*** Data for review ***

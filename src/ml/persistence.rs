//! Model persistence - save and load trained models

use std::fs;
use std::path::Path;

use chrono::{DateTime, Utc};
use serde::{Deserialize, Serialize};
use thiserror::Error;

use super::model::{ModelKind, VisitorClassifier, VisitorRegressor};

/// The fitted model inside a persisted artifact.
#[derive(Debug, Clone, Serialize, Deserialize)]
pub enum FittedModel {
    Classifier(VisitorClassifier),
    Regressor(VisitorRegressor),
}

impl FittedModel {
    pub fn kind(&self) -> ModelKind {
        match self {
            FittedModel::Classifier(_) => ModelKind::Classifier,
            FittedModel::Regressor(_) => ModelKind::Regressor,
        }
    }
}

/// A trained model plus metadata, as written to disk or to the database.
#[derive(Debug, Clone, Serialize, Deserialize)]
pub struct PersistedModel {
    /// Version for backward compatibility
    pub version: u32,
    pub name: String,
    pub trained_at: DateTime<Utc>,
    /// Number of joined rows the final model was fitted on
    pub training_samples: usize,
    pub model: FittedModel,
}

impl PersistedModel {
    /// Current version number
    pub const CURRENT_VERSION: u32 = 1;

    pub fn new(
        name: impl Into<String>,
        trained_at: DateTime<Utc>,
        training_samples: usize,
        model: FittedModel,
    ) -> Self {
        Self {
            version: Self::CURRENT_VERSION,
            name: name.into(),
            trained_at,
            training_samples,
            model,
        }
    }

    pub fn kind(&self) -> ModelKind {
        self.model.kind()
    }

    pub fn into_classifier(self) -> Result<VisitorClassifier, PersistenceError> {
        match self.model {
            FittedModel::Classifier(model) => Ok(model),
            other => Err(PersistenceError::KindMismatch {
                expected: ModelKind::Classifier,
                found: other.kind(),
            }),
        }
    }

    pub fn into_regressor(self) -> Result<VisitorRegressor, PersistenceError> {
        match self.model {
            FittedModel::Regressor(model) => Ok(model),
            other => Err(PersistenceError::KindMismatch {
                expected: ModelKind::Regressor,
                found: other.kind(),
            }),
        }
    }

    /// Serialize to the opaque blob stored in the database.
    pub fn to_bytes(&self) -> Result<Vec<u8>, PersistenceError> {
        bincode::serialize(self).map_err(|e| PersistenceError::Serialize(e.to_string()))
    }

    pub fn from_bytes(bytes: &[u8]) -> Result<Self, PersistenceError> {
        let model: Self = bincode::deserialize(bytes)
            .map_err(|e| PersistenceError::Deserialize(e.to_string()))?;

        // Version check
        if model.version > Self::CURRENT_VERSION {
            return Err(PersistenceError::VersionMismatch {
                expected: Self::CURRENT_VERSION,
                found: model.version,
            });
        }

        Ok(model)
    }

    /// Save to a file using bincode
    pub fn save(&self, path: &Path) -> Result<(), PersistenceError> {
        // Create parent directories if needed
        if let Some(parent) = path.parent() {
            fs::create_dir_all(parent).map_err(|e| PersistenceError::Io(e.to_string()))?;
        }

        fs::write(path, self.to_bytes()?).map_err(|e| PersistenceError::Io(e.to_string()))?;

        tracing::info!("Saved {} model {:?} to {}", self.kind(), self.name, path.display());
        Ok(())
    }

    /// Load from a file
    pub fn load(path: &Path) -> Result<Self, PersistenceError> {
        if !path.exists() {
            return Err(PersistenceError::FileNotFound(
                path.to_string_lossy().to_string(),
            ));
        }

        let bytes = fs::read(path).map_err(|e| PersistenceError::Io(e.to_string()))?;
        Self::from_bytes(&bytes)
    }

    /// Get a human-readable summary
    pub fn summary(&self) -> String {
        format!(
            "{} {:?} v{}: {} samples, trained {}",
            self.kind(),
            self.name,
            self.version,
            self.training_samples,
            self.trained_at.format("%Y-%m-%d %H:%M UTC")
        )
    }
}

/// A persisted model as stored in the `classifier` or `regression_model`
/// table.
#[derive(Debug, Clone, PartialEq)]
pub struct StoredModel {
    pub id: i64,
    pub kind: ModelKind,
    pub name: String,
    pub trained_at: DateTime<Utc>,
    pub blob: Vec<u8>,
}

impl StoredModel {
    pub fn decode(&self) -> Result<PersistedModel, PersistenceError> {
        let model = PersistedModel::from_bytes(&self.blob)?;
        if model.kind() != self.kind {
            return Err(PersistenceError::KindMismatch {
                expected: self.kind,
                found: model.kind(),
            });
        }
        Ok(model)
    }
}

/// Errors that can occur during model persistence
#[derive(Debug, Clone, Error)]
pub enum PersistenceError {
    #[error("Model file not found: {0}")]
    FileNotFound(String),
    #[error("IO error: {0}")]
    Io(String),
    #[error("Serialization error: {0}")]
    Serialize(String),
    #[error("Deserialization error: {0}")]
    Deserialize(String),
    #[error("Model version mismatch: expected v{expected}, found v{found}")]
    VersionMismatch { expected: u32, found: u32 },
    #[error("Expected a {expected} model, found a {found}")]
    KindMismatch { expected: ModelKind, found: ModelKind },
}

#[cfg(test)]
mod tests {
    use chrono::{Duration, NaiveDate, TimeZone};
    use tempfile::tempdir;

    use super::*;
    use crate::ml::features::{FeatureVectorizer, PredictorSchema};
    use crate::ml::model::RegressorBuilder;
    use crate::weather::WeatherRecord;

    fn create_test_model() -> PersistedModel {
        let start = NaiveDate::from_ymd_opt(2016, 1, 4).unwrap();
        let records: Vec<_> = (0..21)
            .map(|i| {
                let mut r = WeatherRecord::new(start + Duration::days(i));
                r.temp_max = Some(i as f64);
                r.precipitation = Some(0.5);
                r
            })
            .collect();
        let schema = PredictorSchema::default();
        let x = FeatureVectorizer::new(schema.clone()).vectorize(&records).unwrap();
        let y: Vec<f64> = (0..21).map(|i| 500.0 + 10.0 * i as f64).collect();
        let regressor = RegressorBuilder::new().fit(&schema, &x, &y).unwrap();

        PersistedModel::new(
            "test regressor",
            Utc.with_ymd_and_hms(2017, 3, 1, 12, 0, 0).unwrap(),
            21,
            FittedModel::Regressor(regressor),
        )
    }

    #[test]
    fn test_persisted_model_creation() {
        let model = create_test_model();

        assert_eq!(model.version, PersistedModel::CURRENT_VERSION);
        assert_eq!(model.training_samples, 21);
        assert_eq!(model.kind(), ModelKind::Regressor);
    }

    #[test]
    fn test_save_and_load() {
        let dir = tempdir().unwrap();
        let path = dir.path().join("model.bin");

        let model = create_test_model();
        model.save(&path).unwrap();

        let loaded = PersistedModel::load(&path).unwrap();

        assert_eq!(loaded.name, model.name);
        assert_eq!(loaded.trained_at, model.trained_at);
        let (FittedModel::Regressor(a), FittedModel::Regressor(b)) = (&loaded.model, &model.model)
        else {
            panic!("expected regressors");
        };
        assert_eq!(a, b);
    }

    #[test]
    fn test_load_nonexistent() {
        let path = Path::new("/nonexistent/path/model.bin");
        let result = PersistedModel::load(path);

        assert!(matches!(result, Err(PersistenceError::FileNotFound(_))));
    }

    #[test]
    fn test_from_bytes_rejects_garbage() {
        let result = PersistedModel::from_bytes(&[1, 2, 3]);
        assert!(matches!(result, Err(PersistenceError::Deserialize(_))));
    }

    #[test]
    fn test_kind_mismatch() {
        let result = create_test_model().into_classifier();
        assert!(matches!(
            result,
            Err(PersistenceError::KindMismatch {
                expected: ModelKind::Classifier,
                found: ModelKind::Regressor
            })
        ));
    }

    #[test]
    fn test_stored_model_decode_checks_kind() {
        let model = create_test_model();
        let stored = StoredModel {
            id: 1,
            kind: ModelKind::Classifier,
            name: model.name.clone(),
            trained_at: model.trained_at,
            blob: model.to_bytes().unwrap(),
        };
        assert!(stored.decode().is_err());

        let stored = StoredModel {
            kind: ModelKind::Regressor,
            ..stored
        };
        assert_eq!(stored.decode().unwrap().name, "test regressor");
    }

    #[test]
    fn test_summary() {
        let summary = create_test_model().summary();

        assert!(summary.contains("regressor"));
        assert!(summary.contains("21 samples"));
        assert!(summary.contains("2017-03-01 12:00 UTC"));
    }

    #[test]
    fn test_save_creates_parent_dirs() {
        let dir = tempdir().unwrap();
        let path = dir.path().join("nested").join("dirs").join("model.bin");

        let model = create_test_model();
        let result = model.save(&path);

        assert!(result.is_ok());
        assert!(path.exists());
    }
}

***
*** Data for review ***

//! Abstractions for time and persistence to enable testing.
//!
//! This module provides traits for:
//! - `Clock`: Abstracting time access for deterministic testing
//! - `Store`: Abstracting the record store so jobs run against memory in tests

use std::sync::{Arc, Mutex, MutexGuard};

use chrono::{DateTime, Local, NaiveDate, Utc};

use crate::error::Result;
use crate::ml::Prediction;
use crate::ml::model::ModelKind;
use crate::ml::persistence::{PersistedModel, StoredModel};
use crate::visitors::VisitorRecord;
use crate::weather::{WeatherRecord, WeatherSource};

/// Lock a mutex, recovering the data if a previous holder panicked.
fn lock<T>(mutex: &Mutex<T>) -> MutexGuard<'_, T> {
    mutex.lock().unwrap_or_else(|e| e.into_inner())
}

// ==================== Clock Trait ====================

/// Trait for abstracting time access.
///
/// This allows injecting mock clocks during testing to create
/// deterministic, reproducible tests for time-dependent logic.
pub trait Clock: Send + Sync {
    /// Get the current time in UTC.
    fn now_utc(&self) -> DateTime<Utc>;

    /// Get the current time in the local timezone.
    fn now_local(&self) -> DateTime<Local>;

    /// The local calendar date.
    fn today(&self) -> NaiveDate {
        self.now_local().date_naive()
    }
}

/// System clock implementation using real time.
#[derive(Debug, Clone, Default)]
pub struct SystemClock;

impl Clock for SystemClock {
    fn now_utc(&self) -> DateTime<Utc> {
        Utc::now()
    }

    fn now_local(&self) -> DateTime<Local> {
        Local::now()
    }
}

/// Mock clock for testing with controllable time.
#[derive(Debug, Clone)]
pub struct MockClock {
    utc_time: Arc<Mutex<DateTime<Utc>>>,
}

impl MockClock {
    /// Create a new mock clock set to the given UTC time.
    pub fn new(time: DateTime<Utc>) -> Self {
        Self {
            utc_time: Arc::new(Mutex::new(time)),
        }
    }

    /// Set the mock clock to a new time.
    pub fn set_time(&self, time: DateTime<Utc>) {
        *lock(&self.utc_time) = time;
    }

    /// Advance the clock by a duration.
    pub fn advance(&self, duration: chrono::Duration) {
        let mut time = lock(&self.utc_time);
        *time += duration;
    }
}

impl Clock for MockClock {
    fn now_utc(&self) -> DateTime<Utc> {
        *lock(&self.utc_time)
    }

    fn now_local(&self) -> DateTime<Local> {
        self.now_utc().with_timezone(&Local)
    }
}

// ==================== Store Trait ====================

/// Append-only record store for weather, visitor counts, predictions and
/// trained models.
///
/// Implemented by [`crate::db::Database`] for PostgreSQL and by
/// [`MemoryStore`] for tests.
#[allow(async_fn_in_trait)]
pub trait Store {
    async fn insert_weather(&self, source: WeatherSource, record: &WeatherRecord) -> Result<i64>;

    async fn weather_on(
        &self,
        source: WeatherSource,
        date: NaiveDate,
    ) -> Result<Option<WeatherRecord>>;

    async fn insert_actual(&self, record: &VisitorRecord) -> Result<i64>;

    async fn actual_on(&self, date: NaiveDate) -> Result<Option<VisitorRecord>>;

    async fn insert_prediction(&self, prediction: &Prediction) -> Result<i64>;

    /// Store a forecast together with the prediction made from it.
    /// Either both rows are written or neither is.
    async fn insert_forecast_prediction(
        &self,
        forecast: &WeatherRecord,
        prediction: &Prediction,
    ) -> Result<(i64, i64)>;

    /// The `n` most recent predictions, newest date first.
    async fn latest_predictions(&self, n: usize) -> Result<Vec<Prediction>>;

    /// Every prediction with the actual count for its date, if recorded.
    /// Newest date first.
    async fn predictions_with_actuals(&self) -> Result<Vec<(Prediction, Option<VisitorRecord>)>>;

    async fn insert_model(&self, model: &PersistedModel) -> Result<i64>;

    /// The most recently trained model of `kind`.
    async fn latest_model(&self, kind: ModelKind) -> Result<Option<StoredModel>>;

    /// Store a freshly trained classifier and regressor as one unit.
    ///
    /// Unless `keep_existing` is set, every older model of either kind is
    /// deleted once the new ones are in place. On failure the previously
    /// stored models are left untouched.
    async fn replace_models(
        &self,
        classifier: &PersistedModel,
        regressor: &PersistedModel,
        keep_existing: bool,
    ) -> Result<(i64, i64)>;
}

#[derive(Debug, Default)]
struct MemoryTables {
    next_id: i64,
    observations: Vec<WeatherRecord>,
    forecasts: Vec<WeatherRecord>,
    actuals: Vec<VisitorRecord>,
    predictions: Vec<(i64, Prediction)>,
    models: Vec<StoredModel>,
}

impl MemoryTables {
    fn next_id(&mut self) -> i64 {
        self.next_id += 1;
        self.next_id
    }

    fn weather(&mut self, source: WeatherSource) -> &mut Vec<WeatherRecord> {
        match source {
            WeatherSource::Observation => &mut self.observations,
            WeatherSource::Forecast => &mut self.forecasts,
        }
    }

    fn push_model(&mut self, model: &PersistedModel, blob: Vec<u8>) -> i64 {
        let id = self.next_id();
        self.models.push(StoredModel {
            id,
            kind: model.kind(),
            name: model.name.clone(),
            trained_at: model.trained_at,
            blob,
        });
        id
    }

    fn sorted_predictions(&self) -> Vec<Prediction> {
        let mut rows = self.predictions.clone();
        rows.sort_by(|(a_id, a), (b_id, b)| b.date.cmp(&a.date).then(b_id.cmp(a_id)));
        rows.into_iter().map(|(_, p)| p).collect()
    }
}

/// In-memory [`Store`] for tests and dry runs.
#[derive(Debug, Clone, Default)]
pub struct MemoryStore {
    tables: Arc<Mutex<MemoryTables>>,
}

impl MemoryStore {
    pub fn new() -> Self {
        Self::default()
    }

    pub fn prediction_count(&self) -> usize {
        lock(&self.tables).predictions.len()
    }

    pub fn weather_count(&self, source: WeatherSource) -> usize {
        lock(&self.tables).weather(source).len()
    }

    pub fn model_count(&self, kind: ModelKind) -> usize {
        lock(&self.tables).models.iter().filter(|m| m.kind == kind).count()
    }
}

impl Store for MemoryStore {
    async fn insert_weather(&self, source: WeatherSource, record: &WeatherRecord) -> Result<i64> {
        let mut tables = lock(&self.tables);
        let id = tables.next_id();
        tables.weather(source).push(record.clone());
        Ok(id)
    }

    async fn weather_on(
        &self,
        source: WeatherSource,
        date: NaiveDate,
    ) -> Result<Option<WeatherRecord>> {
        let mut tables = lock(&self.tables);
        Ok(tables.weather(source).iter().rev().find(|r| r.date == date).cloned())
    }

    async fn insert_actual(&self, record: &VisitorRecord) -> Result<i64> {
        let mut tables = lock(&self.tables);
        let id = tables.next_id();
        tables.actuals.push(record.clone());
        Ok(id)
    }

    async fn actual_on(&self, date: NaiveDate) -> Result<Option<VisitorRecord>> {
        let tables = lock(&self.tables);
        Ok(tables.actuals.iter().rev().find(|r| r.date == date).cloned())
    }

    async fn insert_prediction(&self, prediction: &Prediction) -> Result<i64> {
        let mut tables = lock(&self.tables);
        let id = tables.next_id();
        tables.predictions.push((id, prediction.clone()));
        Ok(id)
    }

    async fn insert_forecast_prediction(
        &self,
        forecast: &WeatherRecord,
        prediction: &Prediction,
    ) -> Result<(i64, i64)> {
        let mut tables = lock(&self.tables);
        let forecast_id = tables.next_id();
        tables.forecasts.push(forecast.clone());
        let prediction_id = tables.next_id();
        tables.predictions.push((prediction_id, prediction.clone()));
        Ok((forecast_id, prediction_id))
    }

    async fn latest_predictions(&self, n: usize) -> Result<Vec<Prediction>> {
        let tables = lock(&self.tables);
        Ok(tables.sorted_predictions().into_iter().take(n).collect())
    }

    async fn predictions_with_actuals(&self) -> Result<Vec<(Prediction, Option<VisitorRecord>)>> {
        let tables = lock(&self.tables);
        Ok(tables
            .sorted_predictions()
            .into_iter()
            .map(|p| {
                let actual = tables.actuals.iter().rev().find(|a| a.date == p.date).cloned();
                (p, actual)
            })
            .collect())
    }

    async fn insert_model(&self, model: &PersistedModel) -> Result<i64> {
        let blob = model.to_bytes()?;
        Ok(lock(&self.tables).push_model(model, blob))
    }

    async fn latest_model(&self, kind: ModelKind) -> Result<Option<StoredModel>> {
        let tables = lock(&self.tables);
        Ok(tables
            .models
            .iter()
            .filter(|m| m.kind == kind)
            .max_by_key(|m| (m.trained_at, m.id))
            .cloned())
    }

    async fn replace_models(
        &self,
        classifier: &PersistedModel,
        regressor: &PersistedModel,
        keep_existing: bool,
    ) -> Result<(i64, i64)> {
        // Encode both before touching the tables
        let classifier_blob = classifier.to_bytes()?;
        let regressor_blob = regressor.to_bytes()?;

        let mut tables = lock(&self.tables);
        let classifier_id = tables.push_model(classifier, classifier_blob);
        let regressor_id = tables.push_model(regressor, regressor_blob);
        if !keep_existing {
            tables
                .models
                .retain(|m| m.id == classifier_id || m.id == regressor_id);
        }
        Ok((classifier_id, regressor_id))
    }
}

***

Directions -> From the records above, transcribe without alteration every line from the one with "Local::now()" to the one with "NaiveDate) -> Result<Option<VisitorRecord>>;", inclusive.

Problem solution ->
        Local::now()
    }
}

/// Mock clock for testing with controllable time.
#[derive(Debug, Clone)]
pub struct MockClock {
    utc_time: Arc<Mutex<DateTime<Utc>>>,
}

impl MockClock {
    /// Create a new mock clock set to the given UTC time.
    pub fn new(time: DateTime<Utc>) -> Self {
        Self {
            utc_time: Arc::new(Mutex::new(time)),
        }
    }

    /// Set the mock clock to a new time.
    pub fn set_time(&self, time: DateTime<Utc>) {
        *lock(&self.utc_time) = time;
    }

    /// Advance the clock by a duration.
    pub fn advance(&self, duration: chrono::Duration) {
        let mut time = lock(&self.utc_time);
        *time += duration;
    }
}

impl Clock for MockClock {
    fn now_utc(&self) -> DateTime<Utc> {
        *lock(&self.utc_time)
    }

    fn now_local(&self) -> DateTime<Local> {
        self.now_utc().with_timezone(&Local)
    }
}

// ==================== Store Trait ====================

/// Append-only record store for weather, visitor counts, predictions and
/// trained models.
///
/// Implemented by [`crate::db::Database`] for PostgreSQL and by
/// [`MemoryStore`] for tests.
#[allow(async_fn_in_trait)]
pub trait Store {
    async fn insert_weather(&self, source: WeatherSource, record: &WeatherRecord) -> Result<i64>;

    async fn weather_on(
        &self,
        source: WeatherSource,
        date: NaiveDate,
    ) -> Result<Option<WeatherRecord>>;

    async fn insert_actual(&self, record: &VisitorRecord) -> Result<i64>;

    async fn actual_on(&self, date: NaiveDate) -> Result<Option<VisitorRecord>>;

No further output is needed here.